Les Etats doivent s’engager dans une réponse humanitaire

« Le travail des volontaires Croix-Rouge est indispensable pour secourir les victimes dans les rues de Port-au-Prince », souligne Marisela Silva Chau, cheffe de la délégation régionale du CICR pour le Panama et les Caraïbes. « Mais Haïti a besoin de bien plus, tant les besoins humanitaires sont énormes. Les Etats doivent prendre des mesures fermes pour une réponse humanitaire coordonnée et adaptée aux besoins d’une population extrêmement vulnérable ».

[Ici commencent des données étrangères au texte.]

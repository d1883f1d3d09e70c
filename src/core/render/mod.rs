//! Deed text rendering.
//!
//! Each document type has a fixed Tamil boilerplate into which form values are
//! interpolated. Rendering is pure and never fails: a value that does not
//! parse is printed as typed, so a preview always shows something.

mod mortgage;
mod sale_agreement;
mod sale_deed;

pub use mortgage::render_mortgage_deed;
pub use sale_agreement::render_sale_agreement;
pub use sale_deed::render_sale_deed;

use crate::core::{
    amounts::{format_indian_grouping, parse_amount},
    dates::{format_display_date, parse_form_date},
    model::{Attribution, DocumentBody, DocumentForm, Party, PriorDocument, Property},
    words::{NumberWords, Tamil, rupees_in_words},
};
use serde::Serialize;

/// How a paragraph is laid out in the print view and the Word export.
#[derive(Debug, Clone, Copy, PartialEq, Eq, Serialize)]
#[serde(rename_all = "snake_case")]
pub enum ParagraphStyle {
    /// Centred bold title line
    Heading,
    /// Justified running text
    Body,
    /// Property schedule entry, indented
    Schedule,
    /// Right-aligned signature or attribution line
    Signature,
}

/// One block of deed text.
#[derive(Debug, Clone, PartialEq, Eq, Serialize)]
pub struct Paragraph {
    pub style: ParagraphStyle,
    pub text: String,
}

impl Paragraph {
    pub(crate) fn heading(text: impl Into<String>) -> Self {
        Self {
            style: ParagraphStyle::Heading,
            text: text.into(),
        }
    }

    pub(crate) fn body(text: impl Into<String>) -> Self {
        Self {
            style: ParagraphStyle::Body,
            text: text.into(),
        }
    }

    pub(crate) fn schedule(text: impl Into<String>) -> Self {
        Self {
            style: ParagraphStyle::Schedule,
            text: text.into(),
        }
    }

    pub(crate) fn signature(text: impl Into<String>) -> Self {
        Self {
            style: ParagraphStyle::Signature,
            text: text.into(),
        }
    }
}

/// A fully interpolated deed, ready for export.
#[derive(Debug, Clone, PartialEq, Eq, Serialize)]
pub struct RenderedDocument {
    pub title: String,
    pub paragraphs: Vec<Paragraph>,
}

impl RenderedDocument {
    /// All paragraph text joined by blank lines
    #[must_use]
    pub fn plain_text(&self) -> String {
        self.paragraphs
            .iter()
            .map(|paragraph| paragraph.text.as_str())
            .collect::<Vec<_>>()
            .join("\n\n")
    }
}

/// Renders any document form.
#[must_use]
pub fn render_document(form: &DocumentForm) -> RenderedDocument {
    match form {
        DocumentForm::MortgageDeed(deed) => render_mortgage_deed(deed),
        DocumentForm::SaleAgreement(agreement) => render_sale_agreement(agreement),
        DocumentForm::SaleDeed(deed) => render_sale_deed(deed),
    }
}

/// Display form of a date field, or the raw text when it does not parse.
pub(crate) fn display_date(value: &str) -> String {
    parse_form_date(value).map_or_else(|| value.trim().to_string(), format_display_date)
}

/// `ரூ. 2,50,000.00/-` for a parseable amount, raw text otherwise.
pub(crate) fn figures(value: &str) -> String {
    parse_amount(value).map_or_else(
        || value.trim().to_string(),
        |amount| format!("ரூ. {}/-", format_indian_grouping(amount)),
    )
}

/// Amount in figures followed by words; typed words win over computed ones.
/// Amounts that cannot be spelled print in figures only.
pub(crate) fn amount_phrase(value: &str, typed_words: &str) -> String {
    let words = if typed_words.trim().is_empty() {
        parse_amount(value)
            .map(rupees_in_words)
            .filter(|words| words.as_str() != Tamil.fallback())
            .unwrap_or_default()
    } else {
        typed_words.trim().to_string()
    };

    if words.is_empty() {
        figures(value)
    } else {
        format!("{} ({words})", figures(value))
    }
}

fn non_empty(parts: &[&str]) -> Vec<String> {
    parts
        .iter()
        .map(|part| part.trim())
        .filter(|part| !part.is_empty())
        .map(str::to_string)
        .collect()
}

/// Recital of one party: relation, name, age, address and identity details.
pub(crate) fn describe_party(party: &Party) -> String {
    let mut text = String::new();
    if !party.relation_name.trim().is_empty() {
        text.push_str(&format!(
            "{} அவர்களின் {} ",
            party.relation_name.trim(),
            party.relation_type.tamil()
        ));
    }
    text.push_str(party.name.trim());
    if !party.age.trim().is_empty() {
        text.push_str(&format!(" (வயது {})", party.age.trim()));
    }

    let mut address = non_empty(&[
        &party.address_line1,
        &party.address_line2,
        &party.address_line3,
    ]);
    if !party.taluk.trim().is_empty() {
        address.push(format!("{} வட்டம்", party.taluk.trim()));
    }
    if !party.district.trim().is_empty() {
        address.push(format!("{} மாவட்டம்", party.district.trim()));
    }
    if !party.pincode.trim().is_empty() {
        address.push(format!("அஞ்சல் குறியீடு {}", party.pincode.trim()));
    }
    if !address.is_empty() {
        text.push_str(&format!(", {} என்ற முகவரியில் வசிப்பவர்", address.join(", ")));
    }

    if !party.aadhaar_number.trim().is_empty() {
        text.push_str(&format!(", ஆதார் எண்: {}", party.aadhaar_number.trim()));
    }
    if !party.phone.trim().is_empty() {
        text.push_str(&format!(", கைபேசி: {}", party.phone.trim()));
    }
    text
}

/// Numbered recital of a list of parties under a role heading.
pub(crate) fn party_paragraphs(heading: &str, parties: &[Party]) -> Vec<Paragraph> {
    let mut paragraphs = vec![Paragraph::body(format!("{heading}:"))];
    paragraphs.extend(
        parties
            .iter()
            .enumerate()
            .map(|(index, party)| Paragraph::body(format!("{}. {}", index + 1, describe_party(party)))),
    );
    paragraphs
}

/// Title chain recital, one sentence per prior registered document.
pub(crate) fn prior_document_paragraphs(documents: &[PriorDocument]) -> Vec<Paragraph> {
    documents
        .iter()
        .map(|document| {
            let mut reference = Vec::new();
            if !document.sro_office.trim().is_empty() {
                reference.push(format!("{} சார்பதிவாளர் அலுவலகத்தில்", document.sro_office.trim()));
            }
            if !document.year.trim().is_empty() {
                reference.push(format!("{} ஆம் ஆண்டு", document.year.trim()));
            }
            if !document.book_number.trim().is_empty() {
                reference.push(format!("{} ஆம் புத்தகத்தில்", document.book_number.trim()));
            }
            reference.push(format!("{} ஆம் எண்ணாக", document.document_number.trim()));
            Paragraph::body(format!(
                "மேற்படி சொத்தானது {} பதிவு செய்யப்பட்ட ஆவணத்தின்படி பாத்தியப்பட்டு வருகிறது.",
                reference.join(" ")
            ))
        })
        .collect()
}

/// Property schedule: heading, free-text description and one entry per row.
pub(crate) fn schedule_paragraphs(body: &DocumentBody) -> Vec<Paragraph> {
    let mut paragraphs = vec![Paragraph::heading("சொத்து விவரம்")];
    if !body.property_description.trim().is_empty() {
        paragraphs.push(Paragraph::schedule(body.property_description.trim()));
    }
    paragraphs.extend(
        body.properties
            .iter()
            .enumerate()
            .map(|(index, property)| Paragraph::schedule(describe_property(index + 1, property))),
    );
    paragraphs
}

fn describe_property(number: usize, property: &Property) -> String {
    let mut location = Vec::new();
    if !property.district.trim().is_empty() {
        location.push(format!("{} மாவட்டம்", property.district.trim()));
    }
    if !property.taluk.trim().is_empty() {
        location.push(format!("{} வட்டம்", property.taluk.trim()));
    }
    location.push(format!("{} கிராமம்", property.village.trim()));

    let survey = if property.subdivision.trim().is_empty() {
        property.survey_number.trim().to_string()
    } else {
        format!("{}/{}", property.survey_number.trim(), property.subdivision.trim())
    };

    let mut text = format!("{number}. {}, சர்வே எண் {survey}", location.join(", "));
    if !property.extent.trim().is_empty() {
        text.push_str(&format!(", விஸ்தீரணம் {}", property.extent.trim()));
    }

    let boundaries: Vec<String> = [
        ("வடக்கு", &property.north),
        ("தெற்கு", &property.south),
        ("கிழக்கு", &property.east),
        ("மேற்கு", &property.west),
    ]
    .iter()
    .filter(|(_, value)| !value.trim().is_empty())
    .map(|(direction, value)| format!("{direction}: {}", value.trim()))
    .collect();
    if !boundaries.is_empty() {
        text.push_str(&format!(". எல்லைகள் - {}", boundaries.join(", ")));
    }

    if !property.guide_value.trim().is_empty() {
        text.push_str(&format!(". வழிகாட்டு மதிப்பு {}", figures(&property.guide_value)));
    }
    text.push('.');
    text
}

/// Signature block: principal signatures, witnesses and the typist line.
pub(crate) fn signature_paragraphs(
    signers: &[(&str, &[Party])],
    witnesses: &[Party],
    attribution: &Attribution,
) -> Vec<Paragraph> {
    let mut paragraphs: Vec<Paragraph> = signers
        .iter()
        .flat_map(|(label, parties)| {
            parties
                .iter()
                .map(move |party| Paragraph::signature(format!("{label}: {}", party.name.trim())))
        })
        .collect();

    if !witnesses.is_empty() {
        paragraphs.push(Paragraph::body("சாட்சிகள்:"));
        paragraphs.extend(witnesses.iter().enumerate().map(|(index, witness)| {
            Paragraph::body(format!("{}. {}", index + 1, describe_party(witness)))
        }));
    }

    let typist = non_empty(&[&attribution.typist_name, &attribution.typist_office]);
    if !typist.is_empty() {
        paragraphs.push(Paragraph::signature(format!(
            "கணினியில் தட்டச்சு செய்தவர்: {}",
            typist.join(", ")
        )));
    }
    if !attribution.sro_office.trim().is_empty() {
        paragraphs.push(Paragraph::signature(format!(
            "பதிவு அலுவலகம்: {} சார்பதிவாளர் அலுவலகம்",
            attribution.sro_office.trim()
        )));
    }
    paragraphs
}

En 2023, à Haïti, le Comité international de la Croix-Rouge a :

  • fourni des kits chirurgicaux pour blessés par arme à six hôpitaux. Chaque kit permet au personnel médical de soigner de 15 à 50 personnes, selon la gravité des blessures.
  • fourni une formation aux premiers secours de deux jours et 255 kits de premiers secours à plus de 290 personnes des quartiers de Cité Soleil et Bas Delmas.
  • équipé trois hôpitaux de casiers pour que les porteurs d’armes puissent stocker leurs armes avant d’entrer dans les locaux et peint des inscriptions murales « pas d’armes » à l’entrée des structures de santé.
  • sensibilisé 45 membres du personnel médical et de santé pour mieux désamorcer les situations de violence.
  • sensibilisé une vingtaine de volontaires du Haut Commissariat aux Réfugiés (HCR) aux comportements à adopter pour atténuer les risques de violence.
  • attenué les risques de propagation de l’épidémie de choléra en distribuant 5 000 savons, 36 000 sels d’hydratation orale et 180 000 comprimés de chlore à 1 700 ménages de Cité Soleil.
  • limité les risques de propagation du choléra dans 18 centres de détention du pays, en collaboration avec Health Through Walls (HTW).
  • soutenu financièremment et logisitiquement le service ambulancier du CDH qui a reçu environ 572 appels et soigné 516 personnes, dont 44 blessées par balle.